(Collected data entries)
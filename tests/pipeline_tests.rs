//! End-to-end pipeline tests: real files in, real files out, both parse
//! strategies, compression, and the fast-to-robust retry.

use std::fs;
use std::io::{Read, Write};
use std::path::PathBuf;
use tempfile::TempDir;
use trace_slim::filter::FilterConfig;
use trace_slim::pipeline::{run, SlimOptions};
use trace_slim::utils::error::{PipelineError, VerifyError};

fn slim(
    content: &[u8],
    input_name: &str,
    output_name: &str,
    filter: FilterConfig,
) -> (TempDir, PathBuf, Result<(), PipelineError>) {
    let dir = tempfile::tempdir().unwrap();
    let input = dir.path().join(input_name);
    let output = dir.path().join(output_name);
    fs::write(&input, content).unwrap();

    let result = run(&SlimOptions {
        input,
        output: output.clone(),
        filter,
    });
    (dir, output, result)
}

fn events(path: &PathBuf) -> Vec<serde_json::Value> {
    let text = fs::read_to_string(path).unwrap();
    let parsed: serde_json::Value = serde_json::from_str(&text).unwrap();
    parsed.as_array().unwrap().clone()
}

#[test]
fn test_join_on_single_line_array_uses_full_parser() {
    // A whole-document array on one line defeats the line splitter; the
    // pipeline must transparently retry with the full parser.
    let content = br#"[{"ph":"B","ts":0,"name":"a","cat":"c"},{"ph":"E","ts":100,"name":"a","cat":"c"}]"#;
    let (_dir, output, result) = slim(
        content,
        "in.json",
        "out.json",
        FilterConfig {
            join: true,
            ..Default::default()
        },
    );
    result.unwrap();

    let events = events(&output);
    assert_eq!(events.len(), 1);
    assert_eq!(
        events[0],
        serde_json::json!({"ph":"X","ts":0,"dur":100,"cat":"c","name":"a"})
    );
}

#[test]
fn test_multiline_objects_use_full_parser() {
    let content = b"[\n  {\"ph\": \"B\",\n   \"ts\": 0, \"name\": \"a\"},\n  {\"ph\": \"E\", \"ts\": 100, \"name\": \"a\"}\n]\n";
    let (_dir, output, result) = slim(
        content,
        "in.json",
        "out.json",
        FilterConfig {
            join: true,
            ..Default::default()
        },
    );
    result.unwrap();

    let events = events(&output);
    assert_eq!(events.len(), 1);
    assert_eq!(events[0]["ph"], "X");
    assert_eq!(events[0]["dur"], 100);
}

#[test]
fn test_close_synthesizes_end_for_unterminated_begin() {
    let content = b"{\"ph\":\"B\",\"ts\":0,\"name\":\"a\"},\n{\"ph\":\"I\",\"ts\":50}\n";
    let (_dir, output, result) = slim(
        content,
        "in.json",
        "out.json",
        FilterConfig {
            close: true,
            ..Default::default()
        },
    );
    result.unwrap();

    let events = events(&output);
    assert_eq!(events.len(), 3);
    assert_eq!(events[0]["ph"], "B");
    assert_eq!(events[1]["ph"], "I");
    assert_eq!(events[2]["ph"], "E");
    assert_eq!(events[2]["ts"], 50);
    assert_eq!(events[2]["name"], "a");
}

#[test]
fn test_unterminated_begin_dropped_silently_by_default() {
    let content = b"{\"ph\":\"B\",\"ts\":0,\"name\":\"a\"},\n{\"ph\":\"I\",\"ts\":50}\n";
    let (_dir, output, result) = slim(
        content,
        "in.json",
        "out.json",
        FilterConfig {
            join: true,
            ..Default::default()
        },
    );
    result.unwrap();

    // The held B never gets an E and close was not requested
    let events = events(&output);
    assert_eq!(events.len(), 1);
    assert_eq!(events[0]["ph"], "I");
}

#[test]
fn test_sample_filter_end_to_end() {
    let content = b"{\"ph\":\"X\",\"ts\":0,\"dur\":0},\n{\"ph\":\"X\",\"ts\":50,\"dur\":10},\n{\"ph\":\"X\",\"ts\":90,\"dur\":10}\n";
    let (_dir, output, result) = slim(
        content,
        "in.json",
        "out.json",
        FilterConfig {
            sample: Some(100),
            ..Default::default()
        },
    );
    result.unwrap();

    let events = events(&output);
    assert_eq!(events.len(), 2);
    assert_eq!(events[0]["ts"], 0);
    assert_eq!(events[1]["ts"], 90);
}

#[test]
fn test_min_dur_filter_end_to_end() {
    let content = b"{\"ph\":\"X\",\"ts\":0,\"dur\":10},\n{\"ph\":\"X\",\"ts\":20,\"dur\":11}\n";
    let (_dir, output, result) = slim(
        content,
        "in.json",
        "out.json",
        FilterConfig {
            min_dur: Some(10),
            ..Default::default()
        },
    );
    result.unwrap();

    let events = events(&output);
    assert_eq!(events.len(), 1);
    assert_eq!(events[0]["dur"], 11);
}

#[test]
fn test_everything_filtered_yields_valid_empty_array() {
    let content = b"{\"ph\":\"X\",\"ts\":1,\"dur\":1}\n";
    let (_dir, output, result) = slim(
        content,
        "in.json",
        "out.json",
        FilterConfig {
            min_dur: Some(1000),
            ..Default::default()
        },
    );
    result.unwrap();

    assert_eq!(fs::read_to_string(&output).unwrap(), "[\n]\n");
}

#[test]
fn test_pass_through_events_keep_exact_bytes() {
    // Odd spacing must survive the trip in fast mode...
    let line = "{\"ts\": 5,  \"ph\": \"I\", \"custom\": {\"k\": [1, 2]}}";
    let content = format!("{},\n", line);
    let (_dir, output, result) = slim(
        content.as_bytes(),
        "in.json",
        "out.json",
        FilterConfig::default(),
    );
    result.unwrap();
    assert!(fs::read_to_string(&output).unwrap().contains(line));

    // ...and in robust mode
    let element = "{\"ph\":\"I\",  \"ts\": 1}";
    let content = format!("[ {} ]", element);
    let (_dir, output, result) = slim(
        content.as_bytes(),
        "in.json",
        "out.json",
        FilterConfig::default(),
    );
    result.unwrap();
    assert!(fs::read_to_string(&output).unwrap().contains(element));
}

#[test]
fn test_identical_runs_produce_identical_bytes() {
    let content = b"{\"ph\":\"B\",\"ts\":0,\"name\":\"a\"},\n{\"ph\":\"E\",\"ts\":40,\"name\":\"a\"},\n{\"ph\":\"X\",\"ts\":100,\"dur\":60}\n";
    let filter = FilterConfig {
        join: true,
        sample: Some(50),
        ..Default::default()
    };
    let (_dir1, out1, result1) = slim(content, "in.json", "out.json", filter.clone());
    let (_dir2, out2, result2) = slim(content, "in.json", "out.json", filter);
    result1.unwrap();
    result2.unwrap();
    assert_eq!(fs::read(&out1).unwrap(), fs::read(&out2).unwrap());
}

#[test]
fn test_verify_mismatch_aborts_the_run() {
    let content = b"{\"ph\":\"B\",\"ts\":0,\"name\":\"a\"},\n{\"ph\":\"E\",\"ts\":10,\"name\":\"b\"}\n";
    let (_dir, _output, result) = slim(
        content,
        "in.json",
        "out.json",
        FilterConfig {
            verify: true,
            ..Default::default()
        },
    );
    let err = result.unwrap_err();
    assert!(matches!(
        err,
        PipelineError::Verify(VerifyError::Mismatch { field: "name", .. })
    ));
}

#[test]
fn test_end_without_begin_aborts_the_run() {
    let content = b"{\"ph\":\"E\",\"ts\":10,\"name\":\"a\"}\n";
    let (_dir, _output, result) = slim(
        content,
        "in.json",
        "out.json",
        FilterConfig {
            close: true,
            ..Default::default()
        },
    );
    let err = result.unwrap_err();
    assert!(matches!(
        err,
        PipelineError::Verify(VerifyError::UnmatchedEnd(_))
    ));
}

#[test]
fn test_unparseable_input_fails_in_both_modes() {
    let (_dir, _output, result) = slim(
        b"this is not json at all\n",
        "in.json",
        "out.json",
        FilterConfig::default(),
    );
    assert!(matches!(result.unwrap_err(), PipelineError::Parse(_)));
}

#[test]
fn test_gzip_input_and_output() {
    let dir = tempfile::tempdir().unwrap();
    let input = dir.path().join("in.json.gz");
    let output = dir.path().join("out.json.gz");

    let mut encoder =
        flate2::write::GzEncoder::new(fs::File::create(&input).unwrap(), flate2::Compression::default());
    encoder
        .write_all(b"{\"ph\":\"B\",\"ts\":0,\"name\":\"a\"},\n{\"ph\":\"E\",\"ts\":100,\"name\":\"a\"}\n")
        .unwrap();
    encoder.finish().unwrap();

    run(&SlimOptions {
        input,
        output: output.clone(),
        filter: FilterConfig {
            join: true,
            ..Default::default()
        },
    })
    .unwrap();

    let mut decoded = String::new();
    flate2::read::MultiGzDecoder::new(fs::File::open(&output).unwrap())
        .read_to_string(&mut decoded)
        .unwrap();
    let parsed: serde_json::Value = serde_json::from_str(&decoded).unwrap();
    let events = parsed.as_array().unwrap();
    assert_eq!(events.len(), 1);
    assert_eq!(events[0]["ph"], "X");
    assert_eq!(events[0]["dur"], 100);
}

#[test]
fn test_brotli_input_and_output() {
    let dir = tempfile::tempdir().unwrap();
    let input = dir.path().join("in.json.br");
    let output = dir.path().join("out.json.br");

    {
        let mut writer =
            brotli::CompressorWriter::new(fs::File::create(&input).unwrap(), 4096, 5, 22);
        writer
            .write_all(b"{\"ph\":\"I\",\"ts\":1},\n{\"ph\":\"X\",\"ts\":0,\"dur\":10}\n")
            .unwrap();
    }

    run(&SlimOptions {
        input,
        output: output.clone(),
        filter: FilterConfig::default(),
    })
    .unwrap();

    let mut decoded = String::new();
    brotli::Decompressor::new(fs::File::open(&output).unwrap(), 4096)
        .read_to_string(&mut decoded)
        .unwrap();
    let parsed: serde_json::Value = serde_json::from_str(&decoded).unwrap();
    assert_eq!(parsed.as_array().unwrap().len(), 2);
}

» **PROBLEM DESCRIPTION**:
Count the lines in the records above that contain the word "Value", and reply with only that number.

» **RESPONSE BELOW**:
4